Herr Linde­mann, worauf kommt es bei einer guten Über­set­zung an?
Sie soll den Leser anspre­chen, die Kern­aus­sagen verständ­lich machen und Sympa­thie für den Auftrag­geber wecken. Das funk­tio­niert nur, wenn der Text loka­li­siert wird, also die Umwelt und Kennt­nisse des Lesers berück­sichtigt. Er soll den Eindruck haben, dass das ein Text von nebenan ist – und nicht eine Über­set­zung aus dem Deut­schen.

Ein Vorteil ist natür­lich, wenn der Über­setzer auch im Land der Ausgangs­sprache lebt – oder dort gelebt hat. Ansonsten fehlt oft das Verständnis für viele Rede­wen­dungen.

lindemann-uebersetzungen-worauf-es-ankommtStewart Linde­mann war 40 Jahre lang als selbst­stän­diger Über­setzer tätig. Zu Beginn verdiente er seine Bröt­chen noch mit der Über­tra­gung von Teile­listen und Bedienungs­anleitungen vom Deut­schen ins Engli­sche. Doch nach und nach kamen immer mehr Aufträge für Kunden­magazine. So arbei­tete Linde­mann für Kunden wie Luft­hansa, Trumpf und Bosch Rexroth.
Seit 1. Januar 2016 ist der reise­be­geis­terte Über­setzer im Ruhe­stand.
Stewart Linde­mann ist im Februar 2020 verstorben.

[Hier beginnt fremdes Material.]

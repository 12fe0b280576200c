//! 食物類型詞彙表

use serde::{Deserialize, Serialize};
use std::fmt;
use std::str::FromStr;

use crate::FoodlinkError;

/// 食物類型
///
/// 平台僅接受此封閉詞彙表；外部字串一律在邊界經 [`FromStr`]
/// 驗證轉為強型別，內部流程不再攜帶裸字串。
#[derive(Debug, Clone, Copy, PartialEq, Eq, Hash, PartialOrd, Ord, Serialize, Deserialize)]
#[serde(rename_all = "snake_case")]
pub enum FoodType {
    /// 燕麥脆穀
    Granola,
    /// 早餐穀片
    Cereal,
    /// 義大利麵
    Pasta,
    /// 米
    Rice,
    /// 罐頭蔬菜
    CannedVegetables,
    /// 罐頭水果
    CannedFruit,
    /// 罐頭蛋白質（肉、魚、豆類）
    CannedProtein,
    /// 花生醬
    PeanutButter,
    /// 果乾
    DriedFruit,
    /// 堅果
    Nuts,
    /// 零食
    Snacks,
    /// 飲品
    Beverages,
}

impl FoodType {
    /// 完整詞彙表（依宣告順序）
    pub const ALL: [FoodType; 12] = [
        FoodType::Granola,
        FoodType::Cereal,
        FoodType::Pasta,
        FoodType::Rice,
        FoodType::CannedVegetables,
        FoodType::CannedFruit,
        FoodType::CannedProtein,
        FoodType::PeanutButter,
        FoodType::DriedFruit,
        FoodType::Nuts,
        FoodType::Snacks,
        FoodType::Beverages,
    ];

    /// 取得字串表示（與序列化格式一致）
    pub fn as_str(&self) -> &'static str {
        match self {
            FoodType::Granola => "granola",
            FoodType::Cereal => "cereal",
            FoodType::Pasta => "pasta",
            FoodType::Rice => "rice",
            FoodType::CannedVegetables => "canned_vegetables",
            FoodType::CannedFruit => "canned_fruit",
            FoodType::CannedProtein => "canned_protein",
            FoodType::PeanutButter => "peanut_butter",
            FoodType::DriedFruit => "dried_fruit",
            FoodType::Nuts => "nuts",
            FoodType::Snacks => "snacks",
            FoodType::Beverages => "beverages",
        }
    }
}

impl fmt::Display for FoodType {
    fn fmt(&self, f: &mut fmt::Formatter<'_>) -> fmt::Result {
        f.write_str(self.as_str())
    }
}

impl FromStr for FoodType {
    type Err = FoodlinkError;

    fn from_str(s: &str) -> Result<Self, Self::Err> {
        FoodType::ALL
            .iter()
            .find(|t| t.as_str() == s)
            .copied()
            .ok_or_else(|| FoodlinkError::InvalidArgument(format!("未知的食物類型: {}", s)))
    }
}

#[cfg(test)]
mod tests {
    use super::*;

    #[test]
    fn test_as_str_roundtrip() {
        for food_type in FoodType::ALL {
            let parsed: FoodType = food_type.as_str().parse().unwrap();
            assert_eq!(parsed, food_type);
        }
    }

    #[test]
    fn test_unknown_string_rejected() {
        let result = "gravel".parse::<FoodType>();
        assert!(matches!(result, Err(FoodlinkError::InvalidArgument(_))));
    }

    #[test]
    fn test_serde_uses_snake_case() {
        let json = serde_json::to_string(&FoodType::CannedVegetables).unwrap();
        assert_eq!(json, "\"canned_vegetables\"");

        let back: FoodType = serde_json::from_str("\"peanut_butter\"").unwrap();
        assert_eq!(back, FoodType::PeanutButter);
    }

    #[test]
    fn test_vocabulary_is_complete() {
        assert_eq!(FoodType::ALL.len(), 12);
    }
}
//! 訂單模型

use chrono::{DateTime, Utc};
use serde::{Deserialize, Serialize};
use std::fmt;
use std::str::FromStr;

use crate::ids::{ManufacturerId, OrderId, RequestId};
use crate::FoodlinkError;

/// 訂單狀態
#[derive(Debug, Clone, Copy, PartialEq, Eq, Serialize, Deserialize)]
#[serde(rename_all = "snake_case")]
pub enum OrderStatus {
    /// 待處理
    Pending,
    /// 已出貨
    Shipped,
    /// 已送達
    Delivered,
}

impl OrderStatus {
    /// 取得字串表示
    pub fn as_str(&self) -> &'static str {
        match self {
            OrderStatus::Pending => "pending",
            OrderStatus::Shipped => "shipped",
            OrderStatus::Delivered => "delivered",
        }
    }
}

impl fmt::Display for OrderStatus {
    fn fmt(&self, f: &mut fmt::Formatter<'_>) -> fmt::Result {
        f.write_str(self.as_str())
    }
}

impl FromStr for OrderStatus {
    type Err = FoodlinkError;

    fn from_str(s: &str) -> Result<Self, Self::Err> {
        match s {
            "pending" => Ok(OrderStatus::Pending),
            "shipped" => Ok(OrderStatus::Shipped),
            "delivered" => Ok(OrderStatus::Delivered),
            other => Err(FoodlinkError::InvalidArgument(format!(
                "未知的訂單狀態: {}",
                other
            ))),
        }
    }
}

/// 訂單
///
/// 對單一需求的一次出貨承諾；狀態與時間戳由
/// [`Order::apply_status`] 統一維護。
#[derive(Debug, Clone, Serialize, Deserialize)]
pub struct Order {
    /// 訂單ID
    pub id: OrderId,

    /// 對應的食物需求ID
    pub request_id: RequestId,

    /// 出貨的製造商ID
    pub shipped_by: ManufacturerId,

    /// 訂單狀態
    pub status: OrderStatus,

    /// 建立時間
    pub created_at: DateTime<Utc>,

    /// 出貨時間
    pub shipped_at: Option<DateTime<Utc>>,

    /// 送達時間
    pub delivered_at: Option<DateTime<Utc>>,
}

impl Order {
    /// 創建新的訂單（一律從待處理狀態開始）
    pub fn new(
        id: OrderId,
        request_id: RequestId,
        shipped_by: ManufacturerId,
        created_at: DateTime<Utc>,
    ) -> Self {
        Self {
            id,
            request_id,
            shipped_by,
            status: OrderStatus::Pending,
            created_at,
            shipped_at: None,
            delivered_at: None,
        }
    }

    /// 套用目標狀態並維護對應時間戳
    ///
    /// 依目標狀態決定動作的寬鬆狀態機，沿用既有行為：
    /// - `Shipped`：寫入 `shipped_at`，清除 `delivered_at`
    /// - `Delivered`：寫入 `delivered_at`（`shipped_at` 保持原值）
    /// - `Pending`：重設，清除兩個時間戳
    ///
    /// 不驗證轉移方向；重複套用同一目標會以當下時間覆寫。
    pub fn apply_status(&mut self, target: OrderStatus, now: DateTime<Utc>) {
        match target {
            OrderStatus::Shipped => {
                self.status = OrderStatus::Shipped;
                self.shipped_at = Some(now);
                self.delivered_at = None;
            }
            OrderStatus::Delivered => {
                self.status = OrderStatus::Delivered;
                self.delivered_at = Some(now);
            }
            OrderStatus::Pending => {
                self.status = OrderStatus::Pending;
                self.shipped_at = None;
                self.delivered_at = None;
            }
        }
    }

    /// 檢查是否已送達
    pub fn is_delivered(&self) -> bool {
        self.status == OrderStatus::Delivered
    }
}
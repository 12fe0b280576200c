//! 分配管理
//!
//! 把媒合決策寫入持久狀態：先經庫存帳務預留，成功後建立
//! 分配記錄。

use foodlink_core::{Allocation, DonationItemId, FoodlinkError, OrderId, Result};
use foodlink_store::MemoryStore;

use crate::ledger::InventoryLedger;

/// 單筆分配請求（品項與數量）
#[derive(Debug, Clone, Copy)]
pub struct AllocationRequest {
    /// 品項ID
    pub item_id: DonationItemId,

    /// 分配數量
    pub quantity: u32,
}

impl AllocationRequest {
    /// 創建新的分配請求
    pub fn new(item_id: DonationItemId, quantity: u32) -> Self {
        Self { item_id, quantity }
    }
}

/// 分配管理器
pub struct AllocationManager;

impl AllocationManager {
    /// 建立單筆分配
    ///
    /// 預留失敗時不建立任何記錄，錯誤原樣回傳；不重試、
    /// 不自動改配其他品項。
    pub fn allocate(
        store: &mut MemoryStore,
        order_id: OrderId,
        item_id: DonationItemId,
        quantity: u32,
    ) -> Result<Allocation> {
        if !order_id.is_valid() {
            return Err(FoodlinkError::InvalidArgument(format!(
                "無效的訂單ID: {}",
                order_id
            )));
        }
        if quantity == 0 {
            return Err(FoodlinkError::InvalidArgument(
                "分配數量必須為正整數".to_string(),
            ));
        }

        store.order(order_id)?;

        InventoryLedger::reserve(store, item_id, quantity)?;
        let allocation = store.add_allocation(order_id, item_id, quantity)?;

        tracing::info!("訂單 {} 分配品項 {} × {} 單位", order_id, item_id, quantity);
        Ok(allocation)
    }

    /// 依序建立多筆分配
    ///
    /// 逐筆提交，沒有跨品項的原子性：中途失敗時，先前成功的
    /// 預留與分配記錄保持已提交狀態，可由
    /// [`MemoryStore::allocations_of_order`] 查得；是否補償由
    /// 呼叫端決定。
    pub fn allocate_many(
        store: &mut MemoryStore,
        order_id: OrderId,
        requests: &[AllocationRequest],
    ) -> Result<Vec<Allocation>> {
        let mut created = Vec::with_capacity(requests.len());
        for request in requests {
            created.push(Self::allocate(
                store,
                order_id,
                request.item_id,
                request.quantity,
            )?);
        }
        Ok(created)
    }
}

#[cfg(test)]
mod tests {
    use super::*;
    use foodlink_core::{DonationItemDraft, FoodType, Recurrence, RequestedSize};
    use rust_decimal::Decimal;
    use std::collections::HashSet;

    fn seeded_store() -> (MemoryStore, OrderId, Vec<DonationItemId>) {
        let mut store = MemoryStore::new();
        let manufacturer = store.add_manufacturer("統一食品".to_string());
        let donation = store
            .add_donation(
                manufacturer.id,
                vec![
                    DonationItemDraft::new(
                        "燕麥脆穀".to_string(),
                        FoodType::Granola,
                        50,
                        Decimal::from(12),
                        Decimal::new(450, 2),
                    ),
                    DonationItemDraft::new(
                        "即食麥片".to_string(),
                        FoodType::Cereal,
                        30,
                        Decimal::from(18),
                        Decimal::new(325, 2),
                    ),
                ],
                Recurrence::once(),
            )
            .unwrap();

        let pantry = store.add_pantry("南區食物銀行".to_string());
        let request = store
            .add_food_request(
                pantry.id,
                RequestedSize::Medium,
                HashSet::from([FoodType::Granola, FoodType::Cereal]),
                None,
            )
            .unwrap();
        let order = store.add_order(request.id, manufacturer.id).unwrap();

        let item_ids = store
            .items_of_donation(donation.id)
            .into_iter()
            .map(|i| i.id)
            .collect();
        (store, order.id, item_ids)
    }

    #[test]
    fn test_allocate_reserves_then_records() {
        let (mut store, order_id, items) = seeded_store();

        let allocation = AllocationManager::allocate(&mut store, order_id, items[0], 20).unwrap();

        assert_eq!(allocation.order_id, order_id);
        assert_eq!(allocation.allocated_quantity, 20);
        assert!(allocation.fulfilled_at.is_none());

        // 預留同步寫入品項列
        assert_eq!(store.donation_item(items[0]).unwrap().reserved_quantity, 20);
        assert_eq!(store.allocations_of_order(order_id).len(), 1);
    }

    #[test]
    fn test_failed_reserve_creates_no_record() {
        let (mut store, order_id, items) = seeded_store();

        let err = AllocationManager::allocate(&mut store, order_id, items[0], 51).unwrap_err();
        assert!(matches!(err, FoodlinkError::InsufficientInventory { .. }));

        assert!(store.allocations_of_order(order_id).is_empty());
        assert_eq!(store.donation_item(items[0]).unwrap().reserved_quantity, 0);
    }

    #[test]
    fn test_allocate_validates_before_touching_store() {
        let (mut store, order_id, items) = seeded_store();

        assert!(matches!(
            AllocationManager::allocate(&mut store, OrderId::new(0), items[0], 5),
            Err(FoodlinkError::InvalidArgument(_))
        ));
        assert!(matches!(
            AllocationManager::allocate(&mut store, order_id, items[0], 0),
            Err(FoodlinkError::InvalidArgument(_))
        ));
        assert!(matches!(
            AllocationManager::allocate(&mut store, OrderId::new(77), items[0], 5),
            Err(FoodlinkError::NotFound { .. })
        ));
    }

    #[test]
    fn test_allocate_many_is_not_atomic() {
        let (mut store, order_id, items) = seeded_store();

        let requests = vec![
            AllocationRequest::new(items[0], 40), // 成功
            AllocationRequest::new(items[1], 99), // 超量，失敗
            AllocationRequest::new(items[1], 10), // 不會執行
        ];

        let err = AllocationManager::allocate_many(&mut store, order_id, &requests).unwrap_err();
        assert!(matches!(err, FoodlinkError::InsufficientInventory { .. }));

        // 第一筆保持已提交，其後的都沒有發生
        let committed = store.allocations_of_order(order_id);
        assert_eq!(committed.len(), 1);
        assert_eq!(committed[0].allocated_quantity, 40);
        assert_eq!(store.donation_item(items[0]).unwrap().reserved_quantity, 40);
        assert_eq!(store.donation_item(items[1]).unwrap().reserved_quantity, 0);
    }

    #[test]
    fn test_allocate_many_all_success() {
        let (mut store, order_id, items) = seeded_store();

        let requests = vec![
            AllocationRequest::new(items[0], 25),
            AllocationRequest::new(items[1], 30),
        ];

        let created = AllocationManager::allocate_many(&mut store, order_id, &requests).unwrap();
        assert_eq!(created.len(), 2);
        assert_eq!(store.allocations_of_order(order_id).len(), 2);
    }

    #[test]
    fn test_reallocation_sees_remaining_only() {
        let (mut store, order_id, items) = seeded_store();

        AllocationManager::allocate(&mut store, order_id, items[0], 30).unwrap();

        // 第二次分配僅剩 20 可用
        let err = AllocationManager::allocate(&mut store, order_id, items[0], 21).unwrap_err();
        assert!(matches!(
            err,
            FoodlinkError::InsufficientInventory {
                requested: 21,
                available: 20
            }
        ));
        AllocationManager::allocate(&mut store, order_id, items[0], 20).unwrap();
        assert_eq!(store.donation_item(items[0]).unwrap().available_quantity(), 0);
    }
}
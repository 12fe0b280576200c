//! 排程器配置模型

use serde::{Deserialize, Serialize};

/// 週期性捐贈排程器配置
#[derive(Debug, Clone, Serialize, Deserialize)]
pub struct SchedulerConfig {
    /// 是否補建所有已到期的排程
    /// - true: 排程器停擺數日後，下次執行會補齊每個範本所有錯過的捐贈（預設）
    /// - false: 每次執行對每個範本最多處理最早的一筆到期排程
    pub catch_up: bool,

    /// 單次執行可建立的捐贈數上限
    ///
    /// `None` 表示不設限；達到上限時本次執行提前結束，
    /// 未處理的排程保持到期狀態，留待下次執行。
    pub max_per_run: Option<usize>,
}

impl SchedulerConfig {
    /// 創建新的排程器配置（預設補建、不限量）
    pub fn new() -> Self {
        Self {
            catch_up: true,
            max_per_run: None,
        }
    }

    /// 建構器模式：設置是否補建錯過的排程
    pub fn with_catch_up(mut self, catch_up: bool) -> Self {
        self.catch_up = catch_up;
        self
    }

    /// 建構器模式：設置單次執行上限
    pub fn with_max_per_run(mut self, max: usize) -> Self {
        self.max_per_run = Some(max);
        self
    }
}

impl Default for SchedulerConfig {
    fn default() -> Self {
        Self::new()
    }
}

#[cfg(test)]
mod tests {
    use super::*;

    #[test]
    fn test_default_config() {
        let config = SchedulerConfig::default();
        assert!(config.catch_up);
        assert!(config.max_per_run.is_none());
    }

    #[test]
    fn test_config_builder() {
        let config = SchedulerConfig::new()
            .with_catch_up(false)
            .with_max_per_run(50);

        assert!(!config.catch_up);
        assert_eq!(config.max_per_run, Some(50));
    }
}
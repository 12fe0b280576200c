//! # 媒合與分配完整範例
//!
//! 這個範例展示平台的核心流程：
//! - 製造商登錄捐贈
//! - 食物銀行提交需求
//! - 管理員媒合並分配庫存
//! - 訂單出貨、送達、確認收貨

use foodlink_core::*;
use foodlink_engine::{AllocationManager, InventoryLedger, MatchCalculator, OrderLifecycle};
use foodlink_store::MemoryStore;
use rust_decimal::Decimal;
use std::collections::HashSet;

fn main() -> Result<()> {
    println!("🥫 ===== 食物捐贈媒合範例 =====");
    println!();

    let mut store = MemoryStore::new();

    // ========== 1. 建立參與方 ==========
    println!("🏭 步驟 1: 建立參與方");
    let alpha = store.add_manufacturer("統一食品".to_string());
    let beta = store.add_manufacturer("義美食品".to_string());
    let pantry = store.add_pantry("南區食物銀行".to_string());
    println!("   製造商: {} (ID {})", alpha.name, alpha.id);
    println!("   製造商: {} (ID {})", beta.name, beta.id);
    println!("   食物銀行: {} (ID {})", pantry.name, pantry.id);
    println!();

    // ========== 2. 登錄捐贈 ==========
    println!("📦 步驟 2: 登錄捐贈");
    let donation = store.add_donation(
        alpha.id,
        vec![
            DonationItemDraft::new(
                "燕麥脆穀".to_string(),
                FoodType::Granola,
                80,
                Decimal::from(12),
                Decimal::new(450, 2),
            ),
            DonationItemDraft::new(
                "即食麥片".to_string(),
                FoodType::Cereal,
                20,
                Decimal::from(18),
                Decimal::new(325, 2),
            ),
        ],
        Recurrence::once(),
    )?;
    store.add_donation(
        beta.id,
        vec![DonationItemDraft::new(
            "台梗九號米".to_string(),
            FoodType::Rice,
            100,
            Decimal::from(32),
            Decimal::new(620, 2),
        )],
        Recurrence::once(),
    )?;
    println!(
        "   {} 捐贈 {} 單位 / {} 盎司 / 估值 {} 元",
        alpha.name, donation.total_items, donation.total_oz, donation.total_estimated_value
    );
    println!("   {} 捐贈 100 單位白米", beta.name);
    println!();

    // ========== 3. 提交需求 ==========
    println!("📋 步驟 3: 食物銀行提交需求");
    let request = store.add_food_request(
        pantry.id,
        RequestedSize::Medium,
        HashSet::from([FoodType::Granola]),
        Some("早餐類食品優先".to_string()),
    )?;
    println!("   需求 {}: 規模 {}，類型 granola", request.id, request.requested_size);
    println!();

    // ========== 4. 媒合 ==========
    println!("🔍 步驟 4: 媒合製造商");
    let partition = MatchCalculator::matching_manufacturers(&store, request.id)?;
    for manufacturer in &partition.matching {
        println!("   ✓ 符合: {}", manufacturer.name);
    }
    for manufacturer in &partition.non_matching {
        println!("   ✗ 不符合: {}", manufacturer.name);
    }

    let items = MatchCalculator::available_items(&store, request.id, alpha.id)?;
    println!("   {} 的可分配品項:", alpha.name);
    for item in &items.matching_items {
        println!(
            "      - [符合] {} ({}) 可用 {}",
            item.item_name, item.food_type, item.available_quantity
        );
    }
    for item in &items.non_matching_items {
        println!(
            "      - [其他] {} ({}) 可用 {}",
            item.item_name, item.food_type, item.available_quantity
        );
    }
    println!();

    // ========== 5. 建立訂單並分配 ==========
    println!("✅ 步驟 5: 建立訂單並分配 30 單位燕麥脆穀");
    let order = OrderLifecycle::create(&mut store, request.id, alpha.id)?;
    let granola_id = items.matching_items[0].item_id;
    let allocation = AllocationManager::allocate(&mut store, order.id, granola_id, 30)?;
    println!(
        "   分配 {}: 品項 {} × {} 單位",
        allocation.id, allocation.donation_item_id, allocation.allocated_quantity
    );
    println!(
        "   剩餘可用: {}",
        InventoryLedger::available_quantity(&store, granola_id)?
    );
    println!();

    // ========== 6. 出貨與送達 ==========
    println!("🚚 步驟 6: 出貨與送達");
    let order = OrderLifecycle::set_status(&mut store, order.id, OrderStatus::Shipped)?;
    println!("   出貨時間: {:?}", order.shipped_at);
    let order = OrderLifecycle::set_status(&mut store, order.id, OrderStatus::Delivered)?;
    println!("   送達時間: {:?}", order.delivered_at);
    println!();

    // ========== 7. 確認收貨 ==========
    println!("📬 步驟 7: 食物銀行確認收貨");
    let confirmed = OrderLifecycle::confirm_delivery(
        &mut store,
        request.id,
        Some("品項完整，已上架".to_string()),
        vec!["photos/req-1/shelf.jpg".to_string()],
    )?;
    println!("   收貨時間: {:?}", confirmed.date_received);
    println!("   回饋: {}", confirmed.feedback.as_deref().unwrap_or("-"));

    for allocation in store.allocations_of_order(order.id) {
        println!(
            "   分配 {} 履行時間: {:?}",
            allocation.id, allocation.fulfilled_at
        );
    }
    println!();

    println!("===== 範例結束 =====");
    Ok(())
}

Wie arbeitet ein guter Über­setzer? Welche Werk­zeuge setzt er ein?
Zu aller­erst muss man den Text komplett durch­lesen. Dann hat jeder seine eigene Methode. Ich beginne mit den wesent­li­chen Begriffen und baue darauf die Sätze auf. Den daraus entstan­denen Rohtext verfei­nere ich dann in drei Redi­gier­läufen: Ortho­grafie, Verständ­lich­keit, Schön­heit. Einige Über­setzer benutzen für die erste Version auch Über­set­zungs­soft­ware. Das ist vor allem bei sach­li­chen Texten hilf­reich, wenn es zudem einen Über­set­zungs­spei­cher gibt, in dem die von Kunden­seite gesetzten Begriffe hinter­legt sind. Da die Texte und jour­na­lis­ti­schen Text­for­mate im Corpo­rate Publi­shing oft vari­ieren, habe ich mich immer auf meinen Kartei­kasten und mein persön­lich erstelltes Glossar verlassen. Ich hatte zudem immer ein ganz beson­ders wich­tiges Werk­zeug: Mein Band­wurm­satz-Beil­chen. Deut­sche Satz­un­ge­tüme mit 80 Wörtern habe ich damit im Engli­schen immer klein gehackt.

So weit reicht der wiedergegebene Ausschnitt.